- **Records for this exercise**:
□ □ □
//! TF and TF-IDF keyword extraction.

use once_cell::sync::Lazy;
use regex::Regex;
use std::collections::{HashMap, HashSet};

static WORD_RE: Lazy<Regex> = Lazy::new(|| Regex::new(r"\b[a-z]{3,}\b").unwrap());

/// Function words excluded from keyword candidates. Wider than the
/// ranking stop-word list; keywords tolerate aggressive filtering where
/// sentence similarity does not.
static STOP_WORDS: Lazy<HashSet<&'static str>> = Lazy::new(|| {
    [
        "a", "an", "and", "are", "as", "at", "be", "by", "for", "from", "has", "he", "in", "is",
        "it", "its", "of", "on", "that", "the", "to", "was", "will", "with", "we", "you", "your",
        "this", "but", "they", "have", "had", "what", "when", "where", "who", "which", "why",
        "how", "can", "could", "would", "should", "may", "might", "must", "shall", "been",
        "being", "do", "does", "did", "done", "all", "any", "both", "each", "few", "more",
        "most", "other", "some", "such", "no", "nor", "not", "only", "own", "same", "so", "than",
        "too", "very", "also", "just", "our",
    ]
    .into_iter()
    .collect()
});

/// Extracts keywords by term frequency, or TF-IDF across a batch of
/// documents.
#[derive(Debug, Clone)]
pub struct KeywordExtractor {
    max_keywords: usize,
}

impl Default for KeywordExtractor {
    fn default() -> Self {
        Self { max_keywords: 10 }
    }
}

impl KeywordExtractor {
    pub fn new() -> Self {
        Self::default()
    }

    pub fn with_max_keywords(mut self, max_keywords: usize) -> Self {
        self.max_keywords = max_keywords;
        self
    }

    /// Keywords for a single text. With one document, plain term
    /// frequency is the whole signal.
    pub fn extract(&self, text: &str) -> Vec<String> {
        let words = tokenize(text);
        let tf = term_frequency(&words);

        self.top_scored(tf)
    }

    /// Keywords for each text in a batch, weighted by TF-IDF so terms
    /// common to every document rank low.
    pub fn extract_batch(&self, texts: &[&str]) -> Vec<Vec<String>> {
        let all_words: Vec<Vec<String>> = texts.iter().map(|t| tokenize(t)).collect();
        let idf = inverse_document_frequency(&all_words);

        all_words
            .iter()
            .map(|words| {
                let tf = term_frequency(words);
                let tfidf: HashMap<String, f64> = tf
                    .into_iter()
                    .map(|(word, tf)| {
                        let idf = idf.get(&word).copied().unwrap_or(0.0);
                        (word, tf * idf)
                    })
                    .collect();
                self.top_scored(tfidf)
            })
            .collect()
    }

    /// Highest-scoring words first; ties resolve alphabetically so output
    /// is deterministic.
    fn top_scored(&self, scores: HashMap<String, f64>) -> Vec<String> {
        let mut scored: Vec<(String, f64)> = scores.into_iter().collect();
        scored.sort_by(|a, b| {
            b.1.partial_cmp(&a.1)
                .unwrap_or(std::cmp::Ordering::Equal)
                .then_with(|| a.0.cmp(&b.0))
        });

        scored
            .into_iter()
            .take(self.max_keywords)
            .map(|(word, _)| word)
            .collect()
    }
}

fn tokenize(text: &str) -> Vec<String> {
    let lowered = text.to_lowercase();
    WORD_RE
        .find_iter(&lowered)
        .map(|m| m.as_str().to_string())
        .filter(|w| !STOP_WORDS.contains(w.as_str()))
        .collect()
}

fn term_frequency(words: &[String]) -> HashMap<String, f64> {
    if words.is_empty() {
        return HashMap::new();
    }

    let mut counts: HashMap<String, usize> = HashMap::new();
    for word in words {
        *counts.entry(word.clone()).or_insert(0) += 1;
    }

    let total = words.len() as f64;
    counts
        .into_iter()
        .map(|(word, count)| (word, count as f64 / total))
        .collect()
}

fn inverse_document_frequency(all_words: &[Vec<String>]) -> HashMap<String, f64> {
    if all_words.is_empty() {
        return HashMap::new();
    }

    let mut doc_count: HashMap<&str, usize> = HashMap::new();
    for words in all_words {
        let unique: HashSet<&str> = words.iter().map(String::as_str).collect();
        for word in unique {
            *doc_count.entry(word).or_insert(0) += 1;
        }
    }

    let total_docs = all_words.len() as f64;
    doc_count
        .into_iter()
        .map(|(word, count)| (word.to_string(), (total_docs / count as f64).ln()))
        .collect()
}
□ □ □
- **Your objective**: Across the material, report every line that has the word "usize".

- **Answer to the problem**:
    max_keywords: usize,
    pub fn with_max_keywords(mut self, max_keywords: usize) -> Self {
    let mut counts: HashMap<String, usize> = HashMap::new();
    let mut doc_count: HashMap<&str, usize> = HashMap::new();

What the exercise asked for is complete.